Bayer Receives FDA Approval for Jivi, New Hemophilia A Treatment With Step-Wise Prophylaxis Dosing Regimen
Bayer announced that the U.S. Food and Drug Administration (FDA) has approved Jivi (BAY94-9027, antihemophilic factor [recombinant] PEGylated-aucl) for the routine prophylactic treatment of hemophilia A in previously treated adults and adolescents 12 years of age or older. The initial recommended prophylactic regimen for Jivi is twice weekly with the ability to dose every five days and further individually adjust to less or more frequent dosing based on bleeding episodes. The FDA also approved Jivi for on-demand treatment and the perioperative management of bleeding in the same population. This approval is based on results from the Phase 2/3 PROTECT VIII trial, which demonstrated bleed protection and safety of up to a median of 1.9 years (range of 0-2.6 years).1 Jivi is the third FDA-approved hemophilia A treatment in Bayer’s Hematology portfolio.

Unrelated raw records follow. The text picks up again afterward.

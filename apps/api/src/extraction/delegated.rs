//! Delegated strategies — fields extracted by the LLM.
//!
//! One struct covers the four delegated fields; `DelegatedField` supplies
//! the instruction and the expected response shape. The flow per call:
//! build instruction → `LlmClient::call_json` (which retries transient
//! failures only, with exponential backoff, and validates the response
//! against the typed shape) → map the typed value into a `FieldResult`.
//!
//! A response that cannot be parsed into the expected shape is
//! `Failed(reason)` — never retried, never replaced with a fabricated value.

use async_trait::async_trait;
use serde::Deserialize;
use tracing::debug;

use super::prompts;
use super::{FieldKind, FieldResult, FieldStrategy, FieldValue};
use crate::llm_client::prompts::JSON_ONLY_SYSTEM;
use crate::llm_client::{LlmClient, LlmError};
use crate::models::resume::{Education, WorkExperience};

/// The fields whose extraction is delegated to the external model.
#[derive(Debug, Clone, Copy, PartialEq, Eq)]
pub enum DelegatedField {
    Phone,
    Skills,
    Education,
    Experience,
}

#[derive(Debug, Deserialize)]
pub struct PhoneResponse {
    phone: Option<String>,
}

impl DelegatedField {
    pub fn kind(&self) -> FieldKind {
        match self {
            DelegatedField::Phone => FieldKind::Phone,
            DelegatedField::Skills => FieldKind::Skills,
            DelegatedField::Education => FieldKind::Education,
            DelegatedField::Experience => FieldKind::Experience,
        }
    }

    fn prompt(&self, text: &str) -> String {
        match self {
            DelegatedField::Phone => prompts::phone_prompt(text),
            DelegatedField::Skills => prompts::skills_prompt(text),
            DelegatedField::Education => prompts::education_prompt(text),
            DelegatedField::Experience => prompts::experience_prompt(text),
        }
    }
}

pub struct DelegatedStrategy {
    field: DelegatedField,
    llm: LlmClient,
}

impl DelegatedStrategy {
    pub fn new(field: DelegatedField, llm: LlmClient) -> Self {
        Self { field, llm }
    }
}

#[async_trait]
impl FieldStrategy for DelegatedStrategy {
    fn field(&self) -> FieldKind {
        self.field.kind()
    }

    async fn extract(&self, text: &str) -> FieldResult {
        if text.trim().is_empty() {
            return FieldResult::Failed("empty input".to_string());
        }

        let prompt = self.field.prompt(text);
        debug!(
            "Delegated extraction for '{}', prompt {} chars",
            self.field.kind(),
            prompt.len()
        );

        match self.field {
            DelegatedField::Phone => {
                phone_result(self.llm.call_json::<PhoneResponse>(&prompt, JSON_ONLY_SYSTEM).await)
            }
            DelegatedField::Skills => list_result(
                self.llm.call_json::<Vec<String>>(&prompt, JSON_ONLY_SYSTEM).await,
                FieldValue::Skills,
            ),
            DelegatedField::Education => list_result(
                self.llm.call_json::<Vec<Education>>(&prompt, JSON_ONLY_SYSTEM).await,
                FieldValue::Education,
            ),
            DelegatedField::Experience => list_result(
                self.llm.call_json::<Vec<WorkExperience>>(&prompt, JSON_ONLY_SYSTEM).await,
                FieldValue::Experience,
            ),
        }
    }
}

/// A well-formed "nothing here" (`null` or blank phone) is `NotFound`.
fn phone_result(response: Result<PhoneResponse, LlmError>) -> FieldResult {
    match response {
        Ok(PhoneResponse { phone: Some(p) }) if !p.trim().is_empty() => {
            FieldResult::Found(FieldValue::Phone(p))
        }
        Ok(_) => FieldResult::NotFound,
        Err(e) => failure(e),
    }
}

/// A well-formed empty array is `NotFound` — the model affirmatively
/// reported absence.
fn list_result<T>(
    response: Result<Vec<T>, LlmError>,
    wrap: impl FnOnce(Vec<T>) -> FieldValue,
) -> FieldResult {
    match response {
        Ok(items) if items.is_empty() => FieldResult::NotFound,
        Ok(items) => FieldResult::Found(wrap(items)),
        Err(e) => failure(e),
    }
}

/// Transient retries are already exhausted inside the client by the time an
/// error reaches here; the classification only shapes the recorded reason.
fn failure(e: LlmError) -> FieldResult {
    if e.is_transient() {
        FieldResult::Failed(format!("LLM call failed after retries: {e}"))
    } else {
        FieldResult::Failed(format!("unusable LLM response: {e}"))
    }
}
//! Name strategy — deterministic pattern matching over the resume header.
//!
//! Names live in the first few lines, so matching is restricted to a
//! ten-line window. Patterns are tried in priority order and the first
//! candidate in document order that survives validation wins; candidates
//! that look like section headers ("Curriculum Vitae", "Professional
//! Summary") are rejected by keyword.

use async_trait::async_trait;
use regex::Regex;
use tracing::debug;

use super::{FieldKind, FieldResult, FieldStrategy, FieldValue};

/// Lines from the top of the document considered for name matching.
const SEARCH_LINES: usize = 10;

/// Substrings that disqualify a candidate — section headers, not names.
const INVALID_KEYWORDS: &[&str] = &[
    "resume",
    "curriculum",
    "vitae",
    "profile",
    "summary",
    "objective",
    "experience",
    "education",
    "skills",
    "contact",
];

pub struct NameStrategy {
    patterns: Vec<Regex>,
}

impl NameStrategy {
    pub fn new() -> Self {
        // Horizontal whitespace only between words — a candidate never
        // spans lines.
        let patterns = [
            // Name followed by contact info
            r"(?m)^([A-Z][a-z]+(?:[ \t]+[A-Z][a-z]+)+)[ \t]*(?:\n|Email|Phone|Tel|\d)",
            // Name on its own line (2-4 capitalized words)
            r"(?m)^([A-Z][a-z]+(?:[ \t]+[A-Z][a-z]+){1,3})[ \t]*\n",
            // Capitalized 2-3 word sequence at line start
            r"(?m)^([A-Z][a-z]+[ \t]+[A-Z][a-z]+(?:[ \t]+[A-Z][a-z]+)?)\b",
        ]
        .iter()
        .map(|p| Regex::new(p).expect("name pattern is valid"))
        .collect();

        Self { patterns }
    }

    fn is_valid_name(name: &str) -> bool {
        if name.len() < 3 {
            return false;
        }

        let lower = name.to_lowercase();
        if INVALID_KEYWORDS.iter().any(|kw| lower.contains(kw)) {
            return false;
        }

        let words: Vec<&str> = name.split_whitespace().collect();
        if !(2..=4).contains(&words.len()) {
            return false;
        }

        words
            .iter()
            .all(|w| w.chars().next().is_some_and(|c| c.is_uppercase()))
    }

    /// Last resort: take the first two capitalized alphabetic words from the
    /// top of the document and treat them as a two-word name.
    fn fallback_candidate(search_text: &str) -> Option<String> {
        let mut capitalized = Vec::new();
        for word in search_text.split_whitespace().take(5) {
            let alphabetic = !word.is_empty() && word.chars().all(char::is_alphabetic);
            let starts_upper = word.chars().next().is_some_and(|c| c.is_uppercase());
            if alphabetic && starts_upper {
                capitalized.push(word);
                if capitalized.len() == 2 {
                    return Some(capitalized.join(" "));
                }
            }
        }
        None
    }
}

impl Default for NameStrategy {
    fn default() -> Self {
        Self::new()
    }
}

#[async_trait]
impl FieldStrategy for NameStrategy {
    fn field(&self) -> FieldKind {
        FieldKind::Name
    }

    async fn extract(&self, text: &str) -> FieldResult {
        if text.trim().is_empty() {
            return FieldResult::NotFound;
        }

        let search_text: String = text
            .trim()
            .lines()
            .take(SEARCH_LINES)
            .collect::<Vec<_>>()
            .join("\n");

        for pattern in &self.patterns {
            for captures in pattern.captures_iter(&search_text) {
                let candidate = captures[1].trim();
                if Self::is_valid_name(candidate) {
                    debug!("Name extracted: {candidate}");
                    return FieldResult::Found(FieldValue::Name(candidate.to_string()));
                }
            }
        }

        if let Some(candidate) = Self::fallback_candidate(&search_text) {
            if Self::is_valid_name(&candidate) {
                debug!("Name extracted via fallback: {candidate}");
                return FieldResult::Found(FieldValue::Name(candidate));
            }
        }

        FieldResult::NotFound
    }
}

#[cfg(test)]
mod tests {
    use super::*;

    async fn extract(text: &str) -> FieldResult {
        NameStrategy::new().extract(text).await
    }

    fn found(name: &str) -> FieldResult {
        FieldResult::Found(FieldValue::Name(name.to_string()))
    }

    #[tokio::test]
    async fn test_name_before_contact_info() {
        let text = "Jane Doe\nEmail: jane.doe@corp.com\nPhone: 555-0100";
        assert_eq!(extract(text).await, found("Jane Doe"));
    }

    #[tokio::test]
    async fn test_name_after_document_header() {
        let text = "Curriculum Vitae\nJohn Smith\nSenior Software Engineer";
        assert_eq!(extract(text).await, found("John Smith"));
    }

    #[tokio::test]
    async fn test_three_word_name() {
        let text = "Mary Jane Watson\nmary@example.com";
        assert_eq!(extract(text).await, found("Mary Jane Watson"));
    }

    #[tokio::test]
    async fn test_section_headers_are_rejected() {
        let text = "Professional Summary\nexperienced developer with many skills";
        assert_eq!(extract(text).await, FieldResult::NotFound);
    }

    #[tokio::test]
    async fn test_lowercase_text_has_no_name() {
        assert_eq!(extract("just some lowercase text\nnothing here").await, FieldResult::NotFound);
    }

    #[tokio::test]
    async fn test_empty_text_returns_not_found() {
        assert_eq!(extract("").await, FieldResult::NotFound);
    }

    #[tokio::test]
    async fn test_is_valid_name_word_count_bounds() {
        assert!(NameStrategy::is_valid_name("Jane Doe"));
        assert!(!NameStrategy::is_valid_name("Jane"));
        assert!(!NameStrategy::is_valid_name("One Two Three Four Five"));
    }
}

“As a physician who treats hemophilia A patients with a range of individualized needs, Jivi’s approved dosing allows me to adjust frequency based on their bleed episodes to maintain protection from bleeds, which is a serious concern among patients,” said Mark Reding, M.D., PROTECT VIII Lead Investigator and Associate Professor of Medicine at the University of Minnesota. “Jivi is a welcome option that addresses a growing patient need to integrate treatment with personal lifestyles.”
Jivi works by replacing the reduced or missing factor VIII (FVIII) in adults and adolescents 12 years of age or older with hemophilia A. Through its site-specific PEGylation, Jivi has a half-life of 17.9 hours that delivers sustained levels in the blood.1 Jivi is an important new treatment option in recombinant FVIII (rFVIII) replacement therapy. Recombinant factor VIII is the standard of care for hemophilia A and has proven efficacy and safety established over decades of clinical trials and real-world experience.
Treatment with Jivi was well tolerated in the majority of adult and adolescent patients in clinical trials. The most frequently reported adverse reactions in previously treated patients 12 years of age or older were headache, cough, nausea, and fever. A FVIII inhibitor (1.7 BU/mL) was reported in one previously treated adult subject. Repeat testing did not confirm the presence of a FVIII inhibitor.
The FDA approval of Jivi is supported by results of the pivotal Phase 2/3 PROTECT VIII trial comprised of prophylactic dosing, on-demand treatment, and perioperative management in adults and adolescents 12 years of age or older with severe hemophilia A. One hundred and twenty-six patients completed the main study.
“Today’s approval builds on our 25-year partnership with the hemophilia community and underscores our commitment to developing new therapies that help meet the needs of patients living with this life-long disease,” said Carsten Brunn, President of Bayer Pharmaceuticals, Americas Region. “Jivi’s proven efficacy with its unique dosing regimen is an important benefit to patients that we look forward to bringing to the global community, as we pursue additional regulatory approvals for Jivi in other regions around the world.”
Bayer has also submitted marketing authorization applications for BAY94-9027 for the treatment of hemophilia A in the European Union and Japan.